Pellett Sabine, Tepp William H, Johnson Eric A, Sesardic Dorothea
Department of Bacteriology, University of Wisconsin, 1550 Linden Dr., Madison, WI 53706, United States.
Division of Bacteriology, National Institute for Biological Standards and Control (NIBSC), A centre of Medicines and Healthcare products Regulatory Agency; Hertfordshire EN6 3QG, UK.
J Pharmacol Toxicol Methods. 2017 Nov;88(Pt 1):1-6. doi: 10.1016/j.vascn.2017.04.013. Epub 2017 Apr 29.
Botulinum neurotoxins (BoNTs), the causative agents of botulism, are widely used as powerful bio-pharmaceuticals to treat neuro-muscular disorders. Due to the high potency and potential lethality of BoNTs, careful monitoring of the biologic activity of BoNT-based pharmaceuticals is required to ensure safe usage. For decades, the only approved method for potency determination of pharmaceutical BoNTs was the mouse bioassay (MBA), but in recent years improvements in cell-assay technologies have enabled MBA replacement by cell-based assays for specific product evaluations. This project details a method for quantitative and sensitive detection of biologic activity of BoNT/A1 in human induced pluripotent stem cell (hiPSC) derived neurons using an ELISA as a method to determine SNAP-25 cleavage by BoNT/A1 following toxin exposure.
HiPSC derived neurons from two different sources were exposed to serial dilutions of BoNT/A1, and quantitative detection of toxin activity was evaluated and optimized in cell lysates using ELISA to detect cleaved SNAP-25.
The results from this study indicate that an ELISA using ultra TMB as a substrate quantitatively detects cleaved SNAP-25 in cell lysates of BoNT/A1 exposed hiPSC-derived neuronal cells with similar or greater sensitivity as Western blot (EC50~0.3U/well).
This study demonstrates a human specific and sensitive cell-based detection platform of BoNT/A1 activity using ELISA as an endpoint for quantitative detection of the SNAP-25 cleavage product. This assay is applicable to moderate to high-throughput formats and importantly employs non-cancerous human-specific neuronal cells for potency evaluation of a bio-pharmaceutical for human use.

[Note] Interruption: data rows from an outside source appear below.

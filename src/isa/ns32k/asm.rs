use tracing::debug;

use super::flags::{AddrMode, Flags, OpWidth, OprPos, Slot};
use super::operand::Operand;
use super::{accepts, Ns32k};
use crate::addressing::{Disp, GenOperand};
use crate::assembler::Assembler;
use crate::bitfield;
use crate::config::AsmConfig;
use crate::error::ErrorKind;
use crate::insn::{ByteOrder, Insn};
use crate::reglist::{self, ListOrder};
use crate::table::{CpuVariant, Found};
use crate::value::{EvalContext, Scanner};

fn parse_operands(scan: &mut Scanner<'_>, ctx: &EvalContext<'_>) -> Result<Vec<Operand>, (ErrorKind, usize)> {
    let mut operands = Vec::new();
    if scan.at_end() {
        return Ok(operands);
    }
    loop {
        operands.push(Operand::parse(scan, ctx)?);
        if !scan.expect(',') {
            break;
        }
    }
    if !scan.at_end() {
        return Err((ErrorKind::GarbageAtEnd, scan.skip_spaces().pos()));
    }
    Ok(operands)
}

fn emit_disp(insn: &mut Insn, disp: Disp) {
    let mut buf = Vec::with_capacity(4);
    disp.encode(&mut buf, insn.error_mut());
    insn.emit_bytes(&buf);
}

fn value_disp(opr: &Operand, value: i64) -> Disp {
    Disp {
        value,
        undefined: opr.value.is_undefined(),
        at: opr.at,
    }
}

impl Assembler for Ns32k {
    fn data_order(&self) -> ByteOrder {
        ByteOrder::Little
    }

    fn encode_insn(
        &self,
        name: &str,
        name_at: usize,
        scan: &mut Scanner<'_>,
        ctx: &EvalContext<'_>,
        insn: &mut Insn,
        config: &AsmConfig,
    ) {
        let operands = match parse_operands(scan, ctx) {
            Ok(operands) => operands,
            Err((kind, at)) => {
                insn.set_error(at, kind);
                return;
            }
        };
        let variant = Ns32k::variant(config);
        let found = match variant.search_by_name(name, operands.as_slice(), self) {
            Ok(found) => found,
            Err(ErrorKind::OperandNotAllowed) => {
                let at = rejected_at(variant, name, &operands, scan.skip_spaces().pos());
                insn.set_error(at, ErrorKind::OperandNotAllowed);
                return;
            }
            Err(kind) => {
                insn.set_error(name_at, kind);
                return;
            }
        };
        let Some(flags) = Flags::unpack(found.entry.flags) else {
            insn.set_error(name_at, ErrorKind::InternalError);
            return;
        };
        debug!(name = found.entry.name, variant = variant.name, "encode");
        insn.set_name(found.entry.name);
        let pairs: Vec<(Slot, &Operand)> = flags.operands().copied().zip(operands.iter()).collect();
        emit(insn, found, &flags, &pairs);
    }
}

/// Offset of the first operand no entry named `name` accepts, taking the
/// entry that accepts the longest run; `end` when operands are missing.
fn rejected_at(variant: &CpuVariant, name: &str, operands: &[Operand], end: usize) -> usize {
    let accepted = variant
        .pages
        .iter()
        .flat_map(|page| page.by_name(name))
        .filter_map(|entry| Flags::unpack(entry.flags))
        .map(|flags| {
            flags
                .operands()
                .zip(operands)
                .take_while(|(slot, opr)| accepts(slot, opr))
                .count()
        })
        .max()
        .unwrap_or(0);
    operands.get(accepted).map_or(end, |opr| opr.at)
}

fn gen_at<'a>(pairs: &[(Slot, &'a Operand)], pos: OprPos) -> Option<(Slot, GenOperand)> {
    pairs
        .iter()
        .find(|(slot, _)| slot.pos == pos && slot.mode.is_generic())
        .and_then(|(slot, opr)| opr.gen.map(|g| (*slot, g)))
}

fn emit(insn: &mut Insn, found: Found, flags: &Flags, pairs: &[(Slot, &Operand)]) {
    let mut opcode = found.entry.opcode;
    for (slot, opr) in pairs {
        let Some(shift) = slot.pos.shift() else { continue };
        if slot.mode.is_generic() {
            let code = opr.gen.map_or(0, |g| g.code());
            opcode |= (code as u16) << shift;
        } else {
            let v = opr.value.as_i64();
            if !(-8..=7).contains(&v) {
                insn.set_error(opr.at, ErrorKind::OverflowRange);
            }
            opcode |= ((v & 0xF) as u16) << shift;
        }
    }

    insn.emit_bytes(found.page.prefix);
    match flags.width {
        OpWidth::Byte => insn.emit_u8(opcode as u8),
        OpWidth::Word => insn.emit_u16(opcode, ByteOrder::Little),
    }

    let gens = [gen_at(pairs, OprPos::Gen1), gen_at(pairs, OprPos::Gen2)];
    for (_, gen) in gens.iter().flatten() {
        if let Some(b) = gen.index_byte() {
            insn.emit_u8(b);
        }
    }
    for (slot, gen) in gens.iter().flatten() {
        let mut buf = Vec::new();
        gen.encode_extension(slot.size.imm_format(), &mut buf, insn.error_mut());
        insn.emit_bytes(&buf);
    }

    let alone = pairs.len() == 1;
    let mut implied = pairs.iter().filter(|(slot, _)| slot.pos == OprPos::Implied);
    while let Some((slot, opr)) = implied.next() {
        match slot.mode {
            AddrMode::Rel => {
                let disp = opr.value.as_i64() - insn.address() as i64;
                emit_disp(insn, value_disp(opr, disp));
            }
            AddrMode::Disp => emit_disp(insn, value_disp(opr, opr.value.as_i64())),
            AddrMode::RegListPush | AddrMode::RegListPop => {
                let order = if slot.mode == AddrMode::RegListPush { ListOrder::Push } else { ListOrder::Pop };
                let mask = reglist::encode(opr.list.iter().copied(), order, insn.error_mut());
                if mask == 0 && alone {
                    insn.set_error(opr.at, ErrorKind::OpcodeHasNoEffect);
                }
                insn.emit_u8(mask);
            }
            AddrMode::BfOffset => {
                let Some((_, len)) = implied.next() else {
                    insn.set_error(opr.at, ErrorKind::InternalError);
                    return;
                };
                let length = if len.value.is_undefined() { 1 } else { len.value.as_i64() };
                let byte = bitfield::encode(opr.value.as_i64(), opr.at, length, len.at, insn.error_mut());
                insn.emit_u8(byte);
            }
            _ => {
                insn.set_error(opr.at, ErrorKind::InternalError);
                return;
            }
        }
    }
}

肉毒杆菌神经毒素(BoNTs)是肉毒中毒的病原体,被广泛用作治疗神经肌肉疾病的强效生物药物。由于BoNTs的高效力和潜在致死性,需要仔细监测基于BoNT的药物的生物活性以确保安全使用。几十年来,唯一被批准的用于测定药用BoNTs效力的方法是小鼠生物测定法(MBA),但近年来细胞测定技术的改进使得基于细胞的测定法能够替代MBA用于特定产品评估。本项目详细介绍了一种使用酶联免疫吸附测定(ELISA)来定量和灵敏地检测人诱导多能干细胞(hiPSC)衍生神经元中BoNT/A1生物活性的方法,该方法用于确定毒素暴露后BoNT/A1对SNAP-25的切割情况。
将来自两种不同来源的hiPSC衍生神经元暴露于BoNT/A1的系列稀释液中,并使用ELISA检测切割后的SNAP-25,在细胞裂解物中评估和优化毒素活性的定量检测。
本研究结果表明,使用超敏TMB作为底物的ELISA能够定量检测BoNT/A1暴露的hiPSC衍生神经元细胞裂解物中切割后的SNAP-25,其灵敏度与蛋白质印迹法相似或更高(半数有效浓度约为0.3U/孔)。
本研究展示了一种基于人特异性且灵敏的细胞检测平台,用于检测BoNT/A1活性,该平台以ELISA作为终点来定量检测SNAP-25切割产物。该测定法适用于中高通量形式,重要的是采用非癌性人特异性神经元细胞来评估一种供人使用的生物药物的效力。